My colleagues and I recently published the paper, Classifying Vaccine Misinformation in Online Social Media Videos using Natural Language Processing and Machine Learning, which was presented at HICSS 57 in Oahu, Hawaii. The paper presents on machine learning approaches to detecting misinformation in social media videos related to vaccines. Below is the tag cloud, abstract and full citation of the research.
Abstract
The spread of information through online social media videos is one of the most popular ways to share and obtain information, while at the same time the spread of misinformation across these same social spaces has become a significant concern affecting human well-being. Being able to detect this misinformation before it spreads is becoming more and more desirable for many social media platforms.
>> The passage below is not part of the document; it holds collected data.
impl DerisoSchnuteGrower {
    /// `empirical_biomasses` seeds the delay queue (newest last) and must
    /// cover at least `lag` periods; `empirical_survival`, when given, seeds
    /// the two-slot survival queue, otherwise the natural rate is assumed.
    #[allow(clippy::too_many_arguments)]
    pub fn new(
        species: usize,
        rho: f64,
        natural_survival: f64,
        steepness: f64,
        lag: usize,
        weight_at_recruitment: f64,
        weight_at_recruitment_prev: f64,
        empirical_biomasses: &[f64],
        empirical_survival: Option<&[f64]>,
        initial_recruits: f64,
    ) -> Result<Self, StockError> {
        if lag < 2 {
            return Err(StockError::InvalidConfig(
                "recruitment lag must span at least two periods",
            ));
        }
        if !(natural_survival > 0.0 && natural_survival <= 1.0) {
            return Err(StockError::InvalidConfig(
                "natural survival rate must lie in (0, 1]",
            ));
        }
        if !(steepness > 0.0 && steepness.is_finite()) {
            return Err(StockError::InvalidConfig("steepness must be positive"));
        }
        if !(weight_at_recruitment > 0.0) || !(weight_at_recruitment_prev > 0.0) {
            return Err(StockError::InvalidConfig(
                "weights at recruitment must be positive",
            ));
        }
        if empirical_biomasses.len() < lag {
            return Err(StockError::InvalidConfig(
                "empirical biomass series shorter than the recruitment lag",
            ));
        }
        let previous_biomasses: VecDeque<f64> = empirical_biomasses
            [empirical_biomasses.len() - lag..]
            .iter()
            .copied()
            .collect();
        let survival_rates: VecDeque<f64> = match empirical_survival {
            Some(series) => {
                if series.len() < 2 {
                    return Err(StockError::InvalidConfig(
                        "empirical survival series needs at least two periods",
                    ));
                }
                series[series.len() - 2..].iter().copied().collect()
            }
            None => std::iter::repeat(natural_survival).take(2).collect(),
        };
        Ok(Self {
            species,
            rho,
            natural_survival,
            steepness,
            weight_at_recruitment,
            weight_at_recruitment_prev,
            previous_biomasses,
            survival_rates,
            last_recruits: initial_recruits,
            cells: Vec::new(),
        })
    }

    pub fn track_cell(&mut self, cell: CellId) -> Result<(), StockError> {
        if self.cells.contains(&cell) {
            return Err(StockError::DuplicateCell);
        }
        self.cells.push(cell);
        Ok(())
    }

    #[must_use]
    pub const fn species_index(&self) -> usize {
        self.species
    }

    /// Recruits computed by the most recent yearly step.
    #[must_use]
    pub const fn last_recruits(&self) -> f64 {
        self.last_recruits
    }

    /// One yearly delay-difference step over the pooled member cells.
    pub fn step_year(&mut self, arena: &mut CellArena, rng: &mut SmallRng) {
        let mut current = 0.0;
        let mut virgin = 0.0;
        for &cell in &self.cells {
            if let Some(LocalStock::Biomass(stock)) = arena.get(cell) {
                current += stock.biomass(self.species);
                virgin += stock.capacity(self.species);
            }
        }
        if !(virgin > 0.0) {
            return;
        }
        let step = delay_difference_step(
            current,
            virgin,
            &mut self.previous_biomasses,
            &mut self.survival_rates,
            self.natural_survival,
            self.steepness,
            self.weight_at_recruitment,
            self.rho,
            self.weight_at_recruitment_prev,
            self.last_recruits,
        );
        self.last_recruits = step.recruits;

        let delta = step.biomass - current;
        if delta.abs() < EPSILON {
            return;
        }
        let mut candidates: Vec<CellId> = self
            .cells
            .iter()
            .copied()
            .filter(|&cell| match arena.get(cell) {
                Some(LocalStock::Biomass(stock)) => {
                    if delta > 0.0 {
                        stock.biomass(self.species) < stock.capacity(self.species)
                    } else {
                        stock.biomass(self.species) > 0.0
                    }
                }
                _ => false,
            })
            .collect();
        allocate_biomass_at_random(arena, &mut candidates, self.species, delta, rng);
    }
}

/// Per-tick stock summary retained in history and handed to observers.
#[derive(Debug, Clone, PartialEq)]
pub struct StockSummary {
    pub tick: Tick,
    pub year: u64,
    pub habitable_cells: usize,
    /// Total biomass per species, indexed like the registry.
    pub total_biomass: Vec<f64>,
    /// Recruits computed by the latest yearly step, per species.
    pub last_recruits: Vec<f64>,
}

/// Named scalar sampled for an external data-collection facility.
#[derive(Debug, Clone, PartialEq)]
pub struct SeriesSample {
    pub name: Cow<'static, str>,
    pub value: f64,
}

impl SeriesSample {
    #[must_use]
    pub fn new(name: impl Into<Cow<'static, str>>, value: f64) -> Self {
        Self {
            name: name.into(),
            value,
        }
    }
}

/// Aggregate payload forwarded to observers after a tick completes.
#[derive(Debug, Clone)]
pub struct ObservationBatch {
    pub summary: StockSummary,
    pub series: Vec<SeriesSample>,
}

/// Observation sink invoked at the configured interval.
pub trait StockObserver: Send {
    fn on_tick(&mut self, batch: &ObservationBatch);
}

/// No-op observation sink.
#[derive(Debug, Default)]
pub struct NullObserver;

impl StockObserver for NullObserver {
    fn on_tick(&mut self, _batch: &ObservationBatch) {}
}

/// Events emitted by one world step.
#[derive(Debug, Clone, Copy, PartialEq, Eq)]
pub struct TickEvents {
    pub tick: Tick,
    pub year_rolled: bool,
    pub observed: bool,
}

/// One-shot warning latches so numeric clamps do not flood the log.
#[derive(Debug, Default, Clone)]
struct ClampWarnings {
    over_capacity: bool,
    bad_weight: bool,
}

impl ClampWarnings {
    fn over_capacity(&mut self, lost: f64) {
        if !self.over_capacity {
            self.over_capacity = true;
            warn!(
                lost,
                "allocated biomass exceeded carrying capacity and was clamped; further occurrences suppressed"
            );
        }
    }

    fn bad_weight(&mut self) {
        if !self.bad_weight {
            self.bad_weight = true;
            warn!(
                "non-finite or negative habitat weight treated as wasteland; further occurrences suppressed"
            );
        }
    }
}

/// A process registered with the world scheduler.
enum ProcessSlot {
    Natural(NaturalProcess),
    BiomassMovement {
        species: usize,
        rule: BiomassMovement,
    },
    AbundanceMovement {
        species: usize,
        rule: AbundanceDiffuser,
    },
    Logistic(LogisticGrower),
    DelayDifference(DerisoSchnuteGrower),
    Reallocation(Reallocator),
}

/// The stock world: species registry, cell arena, registered processes, and
/// the seeded RNG every stochastic call draws from.
///
/// Each tick is one simulated day. Movement runs daily; natural processes,
/// growers, and runtime reallocation run when the tick closes a year.
pub struct StockWorld {
    config: StockConfig,
    registry: SpeciesRegistry,
    tick: Tick,
    rng: SmallRng,
    arena: CellArena,
    tasks: SlotMap<TaskId, ProcessSlot>,
    order: Vec<TaskId>,
    governed: Vec<bool>,
    observer: Box<dyn StockObserver>,
    history: VecDeque<StockSummary>,
    warnings: ClampWarnings,
}

impl fmt::Debug for StockWorld {
    fn fmt(&self, f: &mut fmt::Formatter<'_>) -> fmt::Result {
        f.debug_struct("StockWorld")
            .field("config", &self.config)
            .field("tick", &self.tick)
            .field("cells", &self.arena.len())
            .field("tasks", &self.tasks.len())
            .finish()
    }
}
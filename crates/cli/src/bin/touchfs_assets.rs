// SPDX-License-Identifier: MIT OR Apache-2.0
// Copyright (c) 2026 Richard Majewski - Varanid Works

//! Packaging helper: generate man page + shell completions into `./dist/`.
//!
//! This keeps distribution asset generation co-located with the CLI definition
//! without requiring a separate `xtask` workspace crate.

use anyhow::{Context, Result};
use clap::Parser;
use clap_complete::{generate_to, shells};
use clap_mangen::Man;
use std::fs;
use std::path::{Path, PathBuf};

#[derive(Debug, Parser)]
#[command(name = "touchfs-assets", arg_required_else_help = true)]
#[command(about = "Generate TouchFS distribution assets (man page + shell completions)")]
struct Args {
    #[command(subcommand)]
    cmd: Cmd,
}

#[derive(Debug, clap::Subcommand)]
enum Cmd {
    /// Generate man page and shell completions.
    ///
    /// Writes into `./dist/` by default.
    Gen {
        /// Output directory for generated assets.
        #[arg(long, default_value = "dist")]
        out_dir: PathBuf,
    },
}

fn main() -> Result<()> {
    match Args::parse().cmd {
        Cmd::Gen { out_dir } => gen(&out_dir)?,
    }
    Ok(())
}

fn gen(out_dir: &Path) -> Result<()> {
    fs::create_dir_all(out_dir)
        .with_context(|| format!("create directory {}", out_dir.display()))?;

    let mut cmd = <touchfs::CliForGen as clap::CommandFactory>::command();
    cmd.set_bin_name("touchfs");

    // Man page
    let man = Man::new(cmd.clone());
    let man_path = out_dir.join("touchfs.1");
    {
        let mut buf: Vec<u8> = Vec::new();
        man.render(&mut buf).context("render man page")?;
        fs::write(&man_path, buf).with_context(|| format!("write {}", man_path.display()))?;
    }

    // Completions
    let comp_dir = out_dir.join("completions");
    fs::create_dir_all(&comp_dir)
        .with_context(|| format!("create directory {}", comp_dir.display()))?;
    generate_to(shells::Bash, &mut cmd, "touchfs", &comp_dir)?;
    generate_to(shells::Zsh, &mut cmd, "touchfs", &comp_dir)?;
    generate_to(shells::Fish, &mut cmd, "touchfs", &comp_dir)?;

    println!("generated: {}", out_dir.display());
    Ok(())
}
This research focuses on exploring the accuracy of detecting misinformation across two social media platforms, YouTube and BitChute. This involves the classification of video data into two types: genuine information or misinformation. More specifically, this research generates additional metadata embedded within online videos related to the COVID-19 vaccination. Using natural language processing (NLP) we extract medical subject headings (MeSH) terms from video transcripts and classify videos using four machine learning techniques including naïve Bayes, random forest, support vector machine, and logistic regression. Implementation of each classifier is presented, and the accuracy of each technique is compared and discussed.
Reference
S. Schmidt, B. Thoms, E. Eryilmaz, J. Isaacs, “Classifying Vaccine Misinformation in Online Social Media Videos using Natural Language Processing and Machine Learning,” Proceedings of Hawaiian International Conference on System Sciences (HICSS 57), January 2-6, 2024.